- [REQUIRED ACTION]
Repeat verbatim, and only, the lines of the data below, beginning at the line that contains "column_list(&fk.referenced_columns)" and stopping after the line that contains "Arc<Catalog>, schema: &str)".
━━━━━ DATA EXTRACTS ━━━━━
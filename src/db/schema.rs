use anyhow::{Context, Result};
use std::sync::Arc;
use tracing::info;

use super::constraints::{ConstraintManager, column_list};
use super::pool::{BackendKind, Pool, quote_ident};
use crate::catalog::{Catalog, Entity};

/// Generate the `CREATE TABLE IF NOT EXISTS` statement for an entity
///
/// Postgres tables are created bare; their keys and indexes are added by the
/// constraint manager afterwards. SQLite cannot add constraints to an existing
/// table, so they are declared inline.
pub fn create_table_sql(kind: BackendKind, schema: &str, entity: &Entity) -> String {
    let mut definitions: Vec<String> = entity
        .columns
        .iter()
        .map(|col| {
            let sql_type = match kind {
                BackendKind::Postgres => col.sql_type.to_postgres(),
                BackendKind::Sqlite => col.sql_type.to_sqlite().to_string(),
            };
            let nullable_clause = if col.nullable { "" } else { " NOT NULL" };
            format!("  {} {}{}", quote_ident(&col.name), sql_type, nullable_clause)
        })
        .collect();

    if kind == BackendKind::Sqlite {
        if let Some(pk) = &entity.primary_key {
            definitions.push(format!(
                "  CONSTRAINT {} PRIMARY KEY ({})",
                quote_ident(&pk.name),
                column_list(&pk.columns)
            ));
        }
        for fk in &entity.foreign_keys {
            definitions.push(format!(
                "  CONSTRAINT {} FOREIGN KEY ({}) REFERENCES {} ({})",
                quote_ident(&fk.name),
                column_list(&fk.columns),
                quote_ident(&fk.referenced_table),
                column_list(&fk.referenced_columns)
            ));
        }
    }

    format!(
        "CREATE TABLE IF NOT EXISTS {} (\n{}\n)",
        kind.qualified_name(schema, &entity.table),
        definitions.join(",\n")
    )
}

/// SQLite index statements for an entity (Postgres indexes come from the constraint manager)
pub fn sqlite_index_sql(entity: &Entity) -> Vec<String> {
    entity
        .indexes
        .iter()
        .map(|index| {
            format!(
                "CREATE INDEX IF NOT EXISTS {} ON {} ({})",
                quote_ident(&index.name),
                quote_ident(&entity.table),
                column_list(&index.columns)
            )
        })
        .collect()
}

/// Create every catalog table that does not exist yet, with its constraints
pub async fn init_schema(pool: &Pool, catalog: Arc<Catalog>, schema: &str) -> Result<()> {
    let kind = pool.kind();
    info!(%kind, schema, tables = catalog.entities().len(), "Initialising schema");

    if kind == BackendKind::Postgres {
        pool.execute_query(&format!("CREATE SCHEMA IF NOT EXISTS {}", quote_ident(schema)))
            .await
            .with_context(|| format!("Failed to create schema {}", schema))?;
    }

    for entity in catalog.entities() {
        pool.execute_query(&create_table_sql(kind, schema, entity))
            .await
            .with_context(|| format!("Failed to create table {}", entity.table))?;
    }

    match kind {
        BackendKind::Postgres => {
            ConstraintManager::new(pool.clone(), catalog, schema)
                .restore_declared()
                .await
        }
        BackendKind::Sqlite => {
            for entity in catalog.entities() {
                for sql in sqlite_index_sql(entity) {
                    pool.execute_query(&sql)
                        .await
                        .with_context(|| format!("Failed to index table {}", entity.table))?;
                }
            }
            Ok(())
        }
    }
}

/// Remove every row of `table` ahead of a fresh load
pub async fn truncate_table(pool: &Pool, schema: &str, table: &str) -> Result<()> {
    let qualified = pool.qualified_table_name(schema, table);
    let sql = match pool.kind() {
        BackendKind::Postgres => format!("TRUNCATE TABLE {} RESTART IDENTITY CASCADE", qualified),
        BackendKind::Sqlite => format!("DELETE FROM {}", qualified),
    };
    info!(table, "Truncating table");
    pool.execute_query(&sql)
        .await
        .with_context(|| format!("Failed to truncate {}", table))
}

#[cfg(test)]
mod tests {
    use super::*;
    use crate::catalog::SqlType;
    use crate::db::PoolConnection;

    fn synonym_entity() -> Entity {
        Entity::new("concept_synonym")
            .column("concept_id", SqlType::Integer)
            .column("concept_synonym_name", SqlType::Varchar(1000))
            .nullable_column("language_concept_id", SqlType::Integer)
            .foreign_key("fpk_synonym_concept", &["concept_id"], "concept", &["concept_id"])
            .index("idx_synonym", &["concept_id"])
    }

    #[test]
    fn test_generate_postgres_ddl() {
        let ddl = create_table_sql(BackendKind::Postgres, "vocab", &synonym_entity());

        assert!(ddl.starts_with("CREATE TABLE IF NOT EXISTS \"vocab\".\"concept_synonym\""));
        assert!(ddl.contains("\"concept_id\" INTEGER NOT NULL"));
        assert!(ddl.contains("\"concept_synonym_name\" VARCHAR(1000) NOT NULL"));
        assert!(ddl.contains("\"language_concept_id\" INTEGER\n"));
        assert!(!ddl.contains("FOREIGN KEY"));
    }

    #[test]
    fn test_generate_sqlite_ddl_with_inline_constraints() {
        let ddl = create_table_sql(BackendKind::Sqlite, "ignored", &synonym_entity());

        assert!(ddl.starts_with("CREATE TABLE IF NOT EXISTS \"concept_synonym\""));
        assert!(ddl.contains("\"concept_synonym_name\" TEXT NOT NULL"));
        assert!(ddl.contains(
            "CONSTRAINT \"fpk_synonym_concept\" FOREIGN KEY (\"concept_id\") REFERENCES \"concept\" (\"concept_id\")"
        ));
        assert_eq!(
            sqlite_index_sql(&synonym_entity()),
            vec!["CREATE INDEX IF NOT EXISTS \"idx_synonym\" ON \"concept_synonym\" (\"concept_id\")"]
        );
    }

    #[tokio::test]
    async fn test_init_schema_sqlite_is_idempotent() {
        let pool = Pool::sqlite_in_memory().await.unwrap();
        let catalog = Arc::new(Catalog::vocabulary());

        init_schema(&pool, catalog.clone(), "main").await.unwrap();
        init_schema(&pool, catalog.clone(), "main").await.unwrap();

        let PoolConnection::Sqlite(mut conn) = pool.acquire().await.unwrap() else {
            panic!("expected sqlite connection");
        };
        let (tables,): (i64,) = sqlx::query_as(
            "SELECT COUNT(*) FROM sqlite_master WHERE type = 'table' AND name NOT LIKE 'sqlite_%'",
        )
        .fetch_one(&mut *conn)
        .await
        .unwrap();
        assert_eq!(tables as usize, catalog.entities().len());

        let (indexes,): (i64,) =
            sqlx::query_as("SELECT COUNT(*) FROM sqlite_master WHERE name = 'idx_concept_code'")
                .fetch_one(&mut *conn)
                .await
                .unwrap();
        assert_eq!(indexes, 1);
    }

    #[tokio::test]
    async fn test_truncate_table_sqlite() {
        let pool = Pool::sqlite_in_memory().await.unwrap();
        pool.execute_query("CREATE TABLE \"domain\" (domain_id TEXT)")
            .await
            .unwrap();
        pool.execute_query("INSERT INTO \"domain\" VALUES ('Drug'), ('Condition')")
            .await
            .unwrap();

        truncate_table(&pool, "main", "domain").await.unwrap();

        let PoolConnection::Sqlite(mut conn) = pool.acquire().await.unwrap() else {
            panic!("expected sqlite connection");
        };
        let (count,): (i64,) = sqlx::query_as("SELECT COUNT(*) FROM \"domain\"")
            .fetch_one(&mut *conn)
            .await
            .unwrap();
        assert_eq!(count, 0);
    }
}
━━━━━
- [PROBLEM SOLUTION]
                column_list(&fk.referenced_columns)
            ));
        }
    }

    format!(
        "CREATE TABLE IF NOT EXISTS {} (\n{}\n)",
        kind.qualified_name(schema, &entity.table),
        definitions.join(",\n")
    )
}

/// SQLite index statements for an entity (Postgres indexes come from the constraint manager)
pub fn sqlite_index_sql(entity: &Entity) -> Vec<String> {
    entity
        .indexes
        .iter()
        .map(|index| {
            format!(
                "CREATE INDEX IF NOT EXISTS {} ON {} ({})",
                quote_ident(&index.name),
                quote_ident(&entity.table),
                column_list(&index.columns)
            )
        })
        .collect()
}

/// Create every catalog table that does not exist yet, with its constraints
pub async fn init_schema(pool: &Pool, catalog: Arc<Catalog>, schema: &str) -> Result<()> {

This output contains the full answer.